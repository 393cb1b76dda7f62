//! Ordered operation sequences bound to one device.

use std::sync::{Arc, Mutex, MutexGuard};

use serde::Serialize;
use uuid::Uuid;

use crate::error::DispatchError;
use crate::operation::{OpTicket, Operation};

/// Lifecycle of a stream: `Open → Draining → Drained → Released`.
#[derive(Debug, Clone, Copy, PartialEq, Eq, Serialize)]
#[serde(rename_all = "lowercase")]
pub enum StreamState {
    /// Accepting operations, waiting for the next pass.
    Open,
    /// Taken by a dispatch pass; operations are executing.
    Draining,
    /// Every operation has run; waiting for release.
    Drained,
    /// Dropped from the queue. Any further use is a caller bug.
    Released,
}

impl StreamState {
    pub fn as_str(self) -> &'static str {
        match self {
            Self::Open => "open",
            Self::Draining => "draining",
            Self::Drained => "drained",
            Self::Released => "released",
        }
    }
}

#[derive(Debug)]
struct StreamInner {
    state: StreamState,
    ops: Vec<Operation>,
}

/// Handle to a stream. Clones refer to the same stream.
///
/// Operations run in append order; a stream is never reordered.
#[derive(Debug, Clone)]
pub struct Stream {
    id: Uuid,
    device: usize,
    inner: Arc<Mutex<StreamInner>>,
}

impl Stream {
    pub(crate) fn new(device: usize) -> Self {
        Self {
            id: Uuid::new_v4(),
            device,
            inner: Arc::new(Mutex::new(StreamInner {
                state: StreamState::Open,
                ops: Vec::new(),
            })),
        }
    }

    pub fn id(&self) -> Uuid {
        self.id
    }

    /// Device every operation of this stream runs on.
    pub fn device(&self) -> usize {
        self.device
    }

    pub fn state(&self) -> StreamState {
        self.lock_recovering().state
    }

    /// Operations appended but not yet taken by a pass.
    pub fn pending_ops(&self) -> usize {
        self.lock_recovering().ops.len()
    }

    /// Append `op` to the tail. Returns the operation's ticket.
    pub fn add_operation(&self, op: Operation) -> Result<OpTicket, DispatchError> {
        let mut inner = self
            .inner
            .lock()
            .map_err(|e| DispatchError::Poisoned(format!("stream {}: {}", self.id, e)))?;
        if inner.state != StreamState::Open {
            return Err(DispatchError::StreamClosed {
                id: self.id,
                state: inner.state.as_str(),
            });
        }
        let ticket = op.ticket();
        inner.ops.push(op);
        Ok(ticket)
    }

    /// Move to `Draining` and hand over the operations, in order.
    pub(crate) fn begin_drain(&self) -> Result<Vec<Operation>, DispatchError> {
        let mut inner = self
            .inner
            .lock()
            .map_err(|e| DispatchError::Poisoned(format!("stream {}: {}", self.id, e)))?;
        if inner.state != StreamState::Open {
            return Err(DispatchError::StreamClosed {
                id: self.id,
                state: inner.state.as_str(),
            });
        }
        inner.state = StreamState::Draining;
        Ok(std::mem::take(&mut inner.ops))
    }

    pub(crate) fn finish_drain(&self) {
        self.lock_recovering().state = StreamState::Drained;
    }

    pub(crate) fn release(&self) {
        let mut inner = self.lock_recovering();
        inner.state = StreamState::Released;
        inner.ops.clear();
    }

    fn lock_recovering(&self) -> MutexGuard<'_, StreamInner> {
        self.inner.lock().unwrap_or_else(|e| e.into_inner())
    }
}
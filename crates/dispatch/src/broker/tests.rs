use std::collections::BTreeMap;
use std::path::Path;

use sgpu_core::{NodeConfig, ShareTieBreak, SharingPolicy, StaticPartition, SyncError};

use super::*;

fn config(dir: &Path, ranks: usize, devices: usize, policy: SharingPolicy) -> NodeConfig {
    NodeConfig {
        ranks_per_node: ranks,
        device_count: devices,
        policy,
        use_gpu_blas: true,
        use_gpu_conv: true,
        affinities: BTreeMap::new(),
        lock_dir: dir.to_path_buf(),
        lock_namespace: "test".into(),
        dispatch_threads: 0,
    }
}

#[test]
fn static_broker_opens_both_primitives_per_device() {
    let dir = tempfile::tempdir().unwrap();
    let cfg = config(dir.path(), 4, 2, SharingPolicy::Static(StaticPartition::RoundRobin));
    let broker = Broker::initialize(3, &cfg).unwrap();

    assert_eq!(broker.current_device(), 1);
    assert_eq!(broker.device_count(), 2);
    for device in 0..2 {
        for primitive in Primitive::ALL {
            let name = primitive_name("test", device, primitive);
            assert!(dir.path().join(format!("{name}.lock")).exists(), "{name} missing");
        }
    }
}

#[test]
fn lock_dir_is_created() {
    let dir = tempfile::tempdir().unwrap();
    let nested = dir.path().join("node/locks");
    let cfg = config(&nested, 1, 1, SharingPolicy::Static(StaticPartition::RoundRobin));
    Broker::initialize(0, &cfg).unwrap();
    assert!(nested.is_dir());
}

#[test]
fn device_for_follows_static_table() {
    let dir = tempfile::tempdir().unwrap();
    let cfg = config(dir.path(), 6, 2, SharingPolicy::Static(StaticPartition::Block));
    let broker = Broker::initialize(0, &cfg).unwrap();
    let table: Vec<_> = (0..6).map(|r| broker.device_for(r).unwrap()).collect();
    assert_eq!(
        table,
        vec![Some(0), Some(0), Some(0), Some(1), Some(1), Some(1)]
    );
    assert_eq!(broker.device_for(6).unwrap(), None);
}

#[test]
fn unknown_device_is_rejected() {
    let dir = tempfile::tempdir().unwrap();
    let cfg = config(dir.path(), 2, 2, SharingPolicy::Static(StaticPartition::RoundRobin));
    let broker = Broker::initialize(0, &cfg).unwrap();
    let err = broker.acquire(2, Primitive::Compute).unwrap_err();
    assert!(matches!(
        err,
        SyncError::UnknownDevice {
            device: 2,
            device_count: 2
        }
    ));
}

#[test]
fn compute_excludes_compute_but_not_transfer() {
    let dir = tempfile::tempdir().unwrap();
    let cfg = config(dir.path(), 2, 1, SharingPolicy::Static(StaticPartition::RoundRobin));
    let a = Broker::initialize(0, &cfg).unwrap();
    let b = Broker::initialize(1, &cfg).unwrap();

    let held = a.acquire(0, Primitive::Compute).unwrap();
    assert_eq!(held.device(), 0);
    assert_eq!(held.primitive(), Primitive::Compute);
    assert!(b.try_acquire(0, Primitive::Compute).unwrap().is_none());
    assert!(b.try_acquire(0, Primitive::Transfer).unwrap().is_some());

    held.release();
    assert!(b.try_acquire(0, Primitive::Compute).unwrap().is_some());
}

#[test]
fn pack_needs_no_primitive() {
    let dir = tempfile::tempdir().unwrap();
    let cfg = config(dir.path(), 1, 1, SharingPolicy::Static(StaticPartition::RoundRobin));
    let broker = Broker::initialize(0, &cfg).unwrap();
    assert!(broker.acquire_for(0, OpCategory::Pack).unwrap().is_none());
    let guard = broker.acquire_for(0, OpCategory::Transfer).unwrap().unwrap();
    assert_eq!(guard.primitive(), Primitive::Transfer);
}

#[test]
fn shared_brokers_join_and_leave_registry() {
    let dir = tempfile::tempdir().unwrap();
    let cfg = config(dir.path(), 3, 2, SharingPolicy::Shared(ShareTieBreak::LeastLoaded));

    let a = Broker::initialize(0, &cfg).unwrap();
    let b = Broker::initialize(1, &cfg).unwrap();
    let c = Broker::initialize(2, &cfg).unwrap();
    assert_eq!(
        [a.current_device(), b.current_device(), c.current_device()],
        [0, 1, 0]
    );
    assert_eq!(a.device_for(1).unwrap(), Some(1));

    drop(b);
    assert_eq!(a.device_for(1).unwrap(), None);

    // the freed slot goes to the next joiner
    let d = Broker::initialize(1, &cfg).unwrap();
    assert_eq!(d.current_device(), 1);
    drop(c);
}
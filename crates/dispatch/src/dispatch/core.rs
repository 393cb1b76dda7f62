use std::sync::atomic::{AtomicU64, Ordering};
use std::sync::{Arc, Mutex, PoisonError, RwLock};

use serde::{Deserialize, Serialize};
use tracing::info;

use crate::metrics::{DispatchMetrics, DispatchState};

/// Dispatcher configuration.
#[derive(Debug, Clone, Default, Serialize, Deserialize)]
pub struct DispatchConfig {
    /// Number of worker threads. 0 = available parallelism.
    #[serde(default)]
    pub worker_threads: usize,
}

impl DispatchConfig {
    pub fn new(worker_threads: usize) -> Self {
        Self { worker_threads }
    }

    /// Resolve the actual worker thread count (0 → available parallelism).
    pub fn resolved_worker_threads(&self) -> usize {
        if self.worker_threads == 0 {
            std::thread::available_parallelism()
                .map(|n| n.get())
                .unwrap_or(4)
        } else {
            self.worker_threads
        }
    }
}

/// Drives dispatch passes for one rank.
///
/// Streams of a pass run concurrently on up to `threads` dedicated OS
/// threads, the caller's included. Operations may use rayon internally: no
/// operation ever runs on a work-stealing worker while it holds a device
/// primitive. Passes never overlap: a launch while another pass is draining
/// waits for it.
pub struct Dispatcher {
    pub(super) config: DispatchConfig,
    pub(super) threads: usize,
    /// Held for the whole of a pass.
    pub(super) gate: Mutex<()>,
    pub(super) metrics: Arc<RwLock<DispatchMetrics>>,
    pub(super) pass_counter: AtomicU64,
}

impl Dispatcher {
    pub fn new(config: DispatchConfig) -> Self {
        let threads = config.resolved_worker_threads();
        info!(threads, "dispatcher configured");
        Self {
            config,
            threads,
            gate: Mutex::new(()),
            metrics: Arc::new(RwLock::new(DispatchMetrics::default())),
            pass_counter: AtomicU64::new(0),
        }
    }

    pub fn config(&self) -> &DispatchConfig {
        &self.config
    }

    /// Upper bound on threads draining streams in one pass.
    pub fn worker_threads(&self) -> usize {
        self.threads
    }

    pub fn state(&self) -> DispatchState {
        self.metrics
            .read()
            .unwrap_or_else(PoisonError::into_inner)
            .state
    }

    /// Passes started so far.
    pub fn passes(&self) -> u64 {
        self.pass_counter.load(Ordering::Relaxed)
    }

    /// Get a snapshot of the current dispatch metrics.
    pub fn metrics(&self) -> DispatchMetrics {
        self.metrics
            .read()
            .unwrap_or_else(PoisonError::into_inner)
            .clone()
    }

    /// Get an Arc to the metrics (for external reads without cloning).
    pub fn metrics_handle(&self) -> Arc<RwLock<DispatchMetrics>> {
        Arc::clone(&self.metrics)
    }

    /// Block until no pass is draining.
    pub fn wait_idle(&self) {
        drop(self.gate.lock().unwrap_or_else(PoisonError::into_inner));
    }

    pub(super) fn set_state(&self, state: DispatchState) {
        self.metrics
            .write()
            .unwrap_or_else(PoisonError::into_inner)
            .state = state;
    }
}

impl Default for Dispatcher {
    fn default() -> Self {
        Self::new(DispatchConfig::default())
    }
}

impl std::fmt::Debug for Dispatcher {
    fn fmt(&self, f: &mut std::fmt::Formatter<'_>) -> std::fmt::Result {
        f.debug_struct("Dispatcher")
            .field("config", &self.config)
            .field("threads", &self.threads)
            .field("state", &self.state())
            .field("passes", &self.passes())
            .finish()
    }
}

================================

**PROBLEM TO SOLVE:** Word for word, restate the lines of the data above that fall between the line holding "let ticket = op.ticket();" and the line holding "let mut inner = self.lock_recovering();", inclusive, and no other lines.

**EXERCISE ANSWER:**
        let ticket = op.ticket();
        inner.ops.push(op);
        Ok(ticket)
    }

    /// Move to `Draining` and hand over the operations, in order.
    pub(crate) fn begin_drain(&self) -> Result<Vec<Operation>, DispatchError> {
        let mut inner = self
            .inner
            .lock()
            .map_err(|e| DispatchError::Poisoned(format!("stream {}: {}", self.id, e)))?;
        if inner.state != StreamState::Open {
            return Err(DispatchError::StreamClosed {
                id: self.id,
                state: inner.state.as_str(),
            });
        }
        inner.state = StreamState::Draining;
        Ok(std::mem::take(&mut inner.ops))
    }

    pub(crate) fn finish_drain(&self) {
        self.lock_recovering().state = StreamState::Drained;
    }

    pub(crate) fn release(&self) {
        let mut inner = self.lock_recovering();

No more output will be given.